Task item: All lines from the opening of the entries below through the line containing "let rate_limiter = Arc::new(RateLimiter::new(RateLimitConfig" must be output exactly as they appear, with no other lines.

Dataset records:

// Integration tests: HTTP endpoints end to end against a temp database

mod common;

use std::sync::Arc;

use axum_test::TestServer;
use common::{reading, ts};
use sensord::config::AppConfig;
use sensord::reading_repo::ReadingRepo;
use sensord::routes;
use sensord::security::{QueryStats, RateLimitConfig, RateLimiter};
use tempfile::TempDir;

const TEST_CONFIG: &str = r#"
[server]
port = 8088
host = "0.0.0.0"

[database]
path = "data/test.db"
max_pool_size = 2
flush_rate = 5

[sensor]
sample_interval_ms = 1000

[security]
requests_per_minute = 1000

[monitoring]
stats_log_interval_secs = 60
prune_interval_secs = 3600
flush_interval_secs = 30
"#;

fn test_app_config() -> AppConfig {
    AppConfig::load_from_str(TEST_CONFIG).unwrap()
}

async fn seeded_repo(dir: &TempDir) -> Arc<ReadingRepo> {
    let path = dir.path().join("test.db");
    let repo = ReadingRepo::connect(path.to_str().unwrap(), 2, 7)
        .await
        .unwrap();
    repo.init().await.unwrap();
    // two hours of readings, every 20 minutes
    let mut readings = Vec::new();
    for i in 0..6u32 {
        let t = ts(2026, 1, 15, 10 + i / 3, (i % 3) * 20, 0);
        readings.push(reading(t, 600.0 + i as f32 * 10.0, 21.0, 45.0));
    }
    repo.insert_readings(&readings).await.unwrap();
    Arc::new(repo)
}

async fn test_server_with_config(dir: &TempDir, config: AppConfig) -> TestServer {
    let repo = seeded_repo(dir).await;
    let rate_limiter = Arc::new(RateLimiter::new(RateLimitConfig {
        requests_per_minute: config.security.requests_per_minute,
        enabled: config.security.rate_limit_enabled,
    }));
    let app = routes::app(repo, rate_limiter, Arc::new(QueryStats::new()), config);
    TestServer::new(app)
}

async fn test_server(dir: &TempDir) -> TestServer {
    test_server_with_config(dir, test_app_config()).await
}

#[tokio::test]
async fn test_version_endpoint() {
    let dir = TempDir::new().unwrap();
    let server = test_server(&dir).await;
    let response = server.get("/version").await;
    response.assert_status_ok();
    let json: serde_json::Value = response.json();
    assert_eq!(json.get("name").and_then(|v| v.as_str()), Some("sensord"));
    assert!(json.get("version").and_then(|v| v.as_str()).is_some());
}

#[tokio::test]
async fn test_health_endpoint() {
    let dir = TempDir::new().unwrap();
    let server = test_server(&dir).await;
    let response = server.get("/health").await;
    response.assert_status_ok();
    let json: serde_json::Value = response.json();
    assert_eq!(json["status"], "HEALTHY");
    assert_eq!(json["operational"], true);
    assert_eq!(json["storage_healthy"], true);
}

#[tokio::test]
async fn test_probe_endpoints() {
    let dir = TempDir::new().unwrap();
    let server = test_server(&dir).await;

    let alive = server.get("/alive").await;
    alive.assert_status_ok();
    let json: serde_json::Value = alive.json();
    assert_eq!(json["alive"], true);
    assert!(json["uptime_seconds"].is_number());

    let ready = server.get("/ready").await;
    ready.assert_status_ok();
    let json: serde_json::Value = ready.json();
    assert_eq!(json["ready"], true);
}

#[tokio::test]
async fn test_recent_returns_seeded_readings() {
    let dir = TempDir::new().unwrap();
    let server = test_server(&dir).await;
    let response = server.get("/data/recent").await;
    response.assert_status_ok();
    let json: serde_json::Value = response.json();
    assert_eq!(json["total_count"], 6);
    let readings = json["readings"].as_array().unwrap();
    assert_eq!(readings.len(), 6);
    assert_eq!(readings[0]["timestamp"], "2026-01-15T10:00:00Z");
    assert_eq!(readings[0]["co2_ppm"], 600.0);
    assert_eq!(readings[0]["quality_flags"], 7);
}

#[tokio::test]
async fn test_recent_respects_count() {
    let dir = TempDir::new().unwrap();
    let server = test_server(&dir).await;
    let response = server.get("/data/recent").add_query_param("count", "2").await;
    response.assert_status_ok();
    let json: serde_json::Value = response.json();
    assert_eq!(json["total_count"], 2);
}

#[tokio::test]
async fn test_recent_rejects_bad_count() {
    let dir = TempDir::new().unwrap();
    let server = test_server(&dir).await;
    for bad in ["abc", "0", "-5"] {
        let response = server.get("/data/recent").add_query_param("count", bad).await;
        response.assert_status_bad_request();
        let json: serde_json::Value = response.json();
        assert_eq!(json["error_code"], "INVALID_COUNT", "count={bad}");
        assert_eq!(json["status_code"], 400);
    }
}

#[tokio::test]
async fn test_range_returns_inclusive_window() {
    let dir = TempDir::new().unwrap();
    let server = test_server(&dir).await;
    let response = server
        .get("/data/range")
        .add_query_param("start", "2026-01-15T10:00:00Z")
        .add_query_param("end", "2026-01-15T10:40:00Z")
        .await;
    response.assert_status_ok();
    let json: serde_json::Value = response.json();
    assert_eq!(json["total_count"], 3);
    assert_eq!(json["start_time"], "2026-01-15T10:00:00Z");
    assert_eq!(json["end_time"], "2026-01-15T10:40:00Z");
}

#[tokio::test]
async fn test_range_requires_start_and_end() {
    let dir = TempDir::new().unwrap();
    let server = test_server(&dir).await;
    let response = server
        .get("/data/range")
        .add_query_param("start", "2026-01-15T10:00:00Z")
        .await;
    response.assert_status_bad_request();
    let json: serde_json::Value = response.json();
    assert_eq!(json["error_code"], "MISSING_PARAMETER");
}

#[tokio::test]
async fn test_range_rejects_bad_timestamp() {
    let dir = TempDir::new().unwrap();
    let server = test_server(&dir).await;
    let response = server
        .get("/data/range")
        .add_query_param("start", "not-a-time")
        .add_query_param("end", "2026-01-15T10:40:00Z")
        .await;
    response.assert_status_bad_request();
    let json: serde_json::Value = response.json();
    assert_eq!(json["error_code"], "INVALID_TIMESTAMP");
}

#[tokio::test]
async fn test_range_rejects_reversed_range() {
    let dir = TempDir::new().unwrap();
    let server = test_server(&dir).await;
    let response = server
        .get("/data/range")
        .add_query_param("start", "2026-01-16T00:00:00Z")
        .add_query_param("end", "2026-01-15T00:00:00Z")
        .await;
    response.assert_status_bad_request();
    let json: serde_json::Value = response.json();
    assert_eq!(json["error_code"], "INVALID_TIME_RANGE");
}

#[tokio::test]
async fn test_aggregates_hourly() {
    let dir = TempDir::new().unwrap();
    let server = test_server(&dir).await;
    let response = server
        .get("/data/aggregates")
        .add_query_param("start", "2026-01-15T10:00:00Z")
        .add_query_param("end", "2026-01-15T11:59:00Z")
        .add_query_param("interval", "1H")
        .await;
    response.assert_status_ok();
    let json: serde_json::Value = response.json();
    assert_eq!(json["interval"], "1H");
    assert_eq!(json["total_intervals"], 2);
    let aggregates = json["aggregates"].as_array().unwrap();
    assert_eq!(aggregates[0]["timestamp"], "2026-01-15T10:00:00Z");
    assert_eq!(aggregates[0]["co2_ppm_count"], 3);
    assert_eq!(aggregates[0]["co2_ppm_mean"], 610.0);
    assert_eq!(aggregates[0]["co2_ppm_min"], 600.0);
    assert_eq!(aggregates[0]["co2_ppm_max"], 620.0);
}

#[tokio::test]
async fn test_aggregates_interval_defaults_to_one_hour() {
    let dir = TempDir::new().unwrap();
    let server = test_server(&dir).await;
    let response = server
        .get("/data/aggregates")
        .add_query_param("start", "2026-01-15T10:00:00Z")
        .add_query_param("end", "2026-01-15T11:59:00Z")
        .await;
    response.assert_status_ok();
    let json: serde_json::Value = response.json();
    assert_eq!(json["interval"], "1H");
}

#[tokio::test]
async fn test_aggregates_rejects_bad_interval() {
    let dir = TempDir::new().unwrap();
    let server = test_server(&dir).await;
    let response = server
        .get("/data/aggregates")
        .add_query_param("start", "2026-01-15T10:00:00Z")
        .add_query_param("end", "2026-01-15T11:59:00Z")
        .add_query_param("interval", "1X")
        .await;
    response.assert_status_bad_request();
    let json: serde_json::Value = response.json();
    assert_eq!(json["error_code"], "INVALID_INTERVAL");
    assert!(json["details"].as_str().unwrap().contains("1T"));
}

#[tokio::test]
async fn test_data_info() {
    let dir = TempDir::new().unwrap();
    let server = test_server(&dir).await;
    let response = server.get("/data/info").await;
    response.assert_status_ok();
    let json: serde_json::Value = response.json();
    assert_eq!(json["total_records"], 6);
    assert_eq!(json["earliest_timestamp"], "2026-01-15T10:00:00Z");
    assert_eq!(json["latest_timestamp"], "2026-01-15T11:40:00Z");
    assert_eq!(json["healthy"], true);
}

#[tokio::test]
async fn test_metrics_reports_handled_requests() {
    let dir = TempDir::new().unwrap();
    let server = test_server(&dir).await;
    server.get("/data/recent").await.assert_status_ok();
    let response = server.get("/metrics").await;
    response.assert_status_ok();
    let json: serde_json::Value = response.json();
    let recent = &json["endpoints"]["/data/recent"];
    assert_eq!(recent["total_requests"], 1);
    assert_eq!(recent["total_results"], 6);
}

#[tokio::test]
async fn test_unknown_path_returns_404_with_endpoint_list() {
    let dir = TempDir::new().unwrap();
    let server = test_server(&dir).await;
    let response = server.get("/nope").await;
    response.assert_status_not_found();
    let json: serde_json::Value = response.json();
    assert_eq!(json["error_code"], "ENDPOINT_NOT_FOUND");
    assert!(json["available_endpoints"].as_array().unwrap().len() >= 9);
}

#[tokio::test]
async fn test_post_is_method_not_allowed() {
    let dir = TempDir::new().unwrap();
    let server = test_server(&dir).await;
    let response = server.post("/health").await;
    assert_eq!(response.status_code(), 405);
    let json: serde_json::Value = response.json();
    assert_eq!(json["error_code"], "METHOD_NOT_ALLOWED");
}

#[tokio::test]
async fn test_injection_attempt_is_rejected() {
    let dir = TempDir::new().unwrap();
    let server = test_server(&dir).await;
    let response = server
        .get("/data/recent")
        .add_query_param("count", "whoami")
        .await;
    response.assert_status_bad_request();
    let json: serde_json::Value = response.json();
    assert_eq!(json["error_code"], "INVALID_PARAMETER");
}

#[tokio::test]
async fn test_rate_limit_returns_429_with_retry_after() {
    let dir = TempDir::new().unwrap();
    let mut config = test_app_config();
    config.security.requests_per_minute = 2;
    let server = test_server_with_config(&dir, config).await;

    server.get("/health").await.assert_status_ok();
    server.get("/health").await.assert_status_ok();
    let response = server.get("/health").await;
    assert_eq!(response.status_code(), 429);
    let json: serde_json::Value = response.json();
    assert_eq!(json["error_code"], "RATE_LIMIT_EXCEEDED");
    assert!(response.headers().get("retry-after").is_some());
}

Response area:
// Integration tests: HTTP endpoints end to end against a temp database

mod common;

use std::sync::Arc;

use axum_test::TestServer;
use common::{reading, ts};
use sensord::config::AppConfig;
use sensord::reading_repo::ReadingRepo;
use sensord::routes;
use sensord::security::{QueryStats, RateLimitConfig, RateLimiter};
use tempfile::TempDir;

const TEST_CONFIG: &str = r#"
[server]
port = 8088
host = "0.0.0.0"

[database]
path = "data/test.db"
max_pool_size = 2
flush_rate = 5

[sensor]
sample_interval_ms = 1000

[security]
requests_per_minute = 1000

[monitoring]
stats_log_interval_secs = 60
prune_interval_secs = 3600
flush_interval_secs = 30
"#;

fn test_app_config() -> AppConfig {
    AppConfig::load_from_str(TEST_CONFIG).unwrap()
}

async fn seeded_repo(dir: &TempDir) -> Arc<ReadingRepo> {
    let path = dir.path().join("test.db");
    let repo = ReadingRepo::connect(path.to_str().unwrap(), 2, 7)
        .await
        .unwrap();
    repo.init().await.unwrap();
    // two hours of readings, every 20 minutes
    let mut readings = Vec::new();
    for i in 0..6u32 {
        let t = ts(2026, 1, 15, 10 + i / 3, (i % 3) * 20, 0);
        readings.push(reading(t, 600.0 + i as f32 * 10.0, 21.0, 45.0));
    }
    repo.insert_readings(&readings).await.unwrap();
    Arc::new(repo)
}

async fn test_server_with_config(dir: &TempDir, config: AppConfig) -> TestServer {
    let repo = seeded_repo(dir).await;
    let rate_limiter = Arc::new(RateLimiter::new(RateLimitConfig {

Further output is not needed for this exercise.